Le Meuble Antillais

Un des éléments du patrimoine martiniquais

 

 

 

 

 

 

 

 

 

 

 

 

· Patrimoine et Objets

LE MEUBLE ANTILLAIS :
UN DES ÉLÉMENTS DU PATRIMOINE MARTINIQUAIS

LES INTÉRIEURS DE MAISONS ANTILLAISES AUX XVIIème-XVIIIème SIÈCLES

Les intérieurs de maisons des colons aux Antilles françaises, au XVIIe siècle et au début du XVIIIe, ne se composaient que « d’un lit, une table, un coffre et deux bancs […]. Le lit était souvent un hamac sans oreiller ni couverture ». [1]. Ce mobilier était dépourvu de décorations. Il était, en effet, produit par des charpentiers et des menuisiers de marine ou d’intérieur, dont la présence est attestée par des documents archivistiques. Il n’existait pas, semble-t-il, d’ébénistes ayant pu vivre ou simplement exercer dans les colonies françaises, avant le premier quart du XVIIIe siècle, information confirmée dans ces mêmes archives. Ces ouvriers du bois, dont on retrouve la description dans les ouvrages du Père Labat, étaient des « engagés », c’est-à-dire des hommes de toute provenance qui avaient voulu fuir à cause de leur pauvreté.

Plus tard, voyant la demande de plus en plus forte, le Roi Louis XIV accorde aux artisans qui voudraient passer aux îles, des privilèges inouïs, notamment, le droit à leur retour d’exercer leur métier dans toutes les villes du royaume sans avoir à passer par les terribles barrages corporatifs. C’est sans doute ainsi que l’ébénisterie est apparue progressivement en France, puis, aux Antilles françaises.

broken image

Image Photo ébéniste_Article meuble antillais : Gravure prise dans Alphabet des arts et métiers contenant la description des arts de l'armurier, du boulanger, du chapelier, du distillateur, de l'ébéniste, de l'horloger, de l'imprimeur, du jardinier, du maçon, du pêcheur, etc., etc., Paris, veuve Thiériot, 1853 (disponible sur https://gallica.bnf.fr/ark:/12148/bpt6k54487763/f32.item), p. 26.
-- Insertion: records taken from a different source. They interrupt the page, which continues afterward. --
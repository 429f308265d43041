//! Logging macros gated on a module-level `ENABLE_LOGS` flag, so noisy modules
//! can be silenced at compile time without touching `RUST_LOG`.
//!
//! Usage:
//! ```ignore
//! const ENABLE_LOGS: bool = true;
//!
//! use crate::{log_debug, log_info};
//!
//! log_info!("resolved reference window for {}", streamer);
//! ```

/// Conditional info logging. The calling module must define
/// `const ENABLE_LOGS: bool`.
#[macro_export]
macro_rules! log_info {
    ($($arg:tt)*) => {
        if ENABLE_LOGS {
            log::info!($($arg)*);
        }
    };
}

/// Conditional debug logging. The calling module must define
/// `const ENABLE_LOGS: bool`.
#[macro_export]
macro_rules! log_debug {
    ($($arg:tt)*) => {
        if ENABLE_LOGS {
            log::debug!($($arg)*);
        }
    };
}

/// Initializes `env_logger` from `RUST_LOG`, defaulting to `info`. Safe to
/// call more than once; later calls are ignored.
pub fn init_logging() {
    let _ = env_logger::Builder::new()
        .filter_level(log::LevelFilter::Info)
        .parse_default_env()
        .try_init();
}
mod connection;
mod documents;
mod migrations;

pub mod helpers;
pub mod models;
pub mod repositories;
pub mod store;

pub use connection::Database;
Avant, tout, l’ébéniste se distingue du menuisier. En effet, ce terme provient du mot « ébène », un arbre poussant sur les terres asiatiques et africaines. Cet artisan ne travaillait qu’avec ce bois, considéré comme précieux. En 1743, l’ébéniste devient un corps de métier à part entière, se distinguant celui de menuisier. C’est « le passage de […] l’artisan […] à l’artiste »[2]..

Effectivement, l’ébénisterie consiste à sublimer le meuble, pratiquement d’en faire un œuvre d’art. De plus, cet ouvrier ne travaille qu’avec des bois caribéens dont les teintes sont plus chatoyantes et dont la résistance est plus forte face aux caprices atmosphériques. La naissance de ce corps de métier révèle donc d’une lente évolution du meuble.

Cette évolution se remarque dans les intérieurs des maisons antillaises qui se dotent de plus en plus de meubles traditionnels bien travaillés, à la fin du XVIIIe et au XIXe siècle. Ces derniers sont, selon Michael Connors, l’œuvre d’esclaves, puisque la majorité des ébénistes des colonies étaient d’origine africaine. Ils avaient, effectivement, une habileté et un savoir-faire particuliers pour la vannerie, le travail du chaume, la poterie et la menuiserie.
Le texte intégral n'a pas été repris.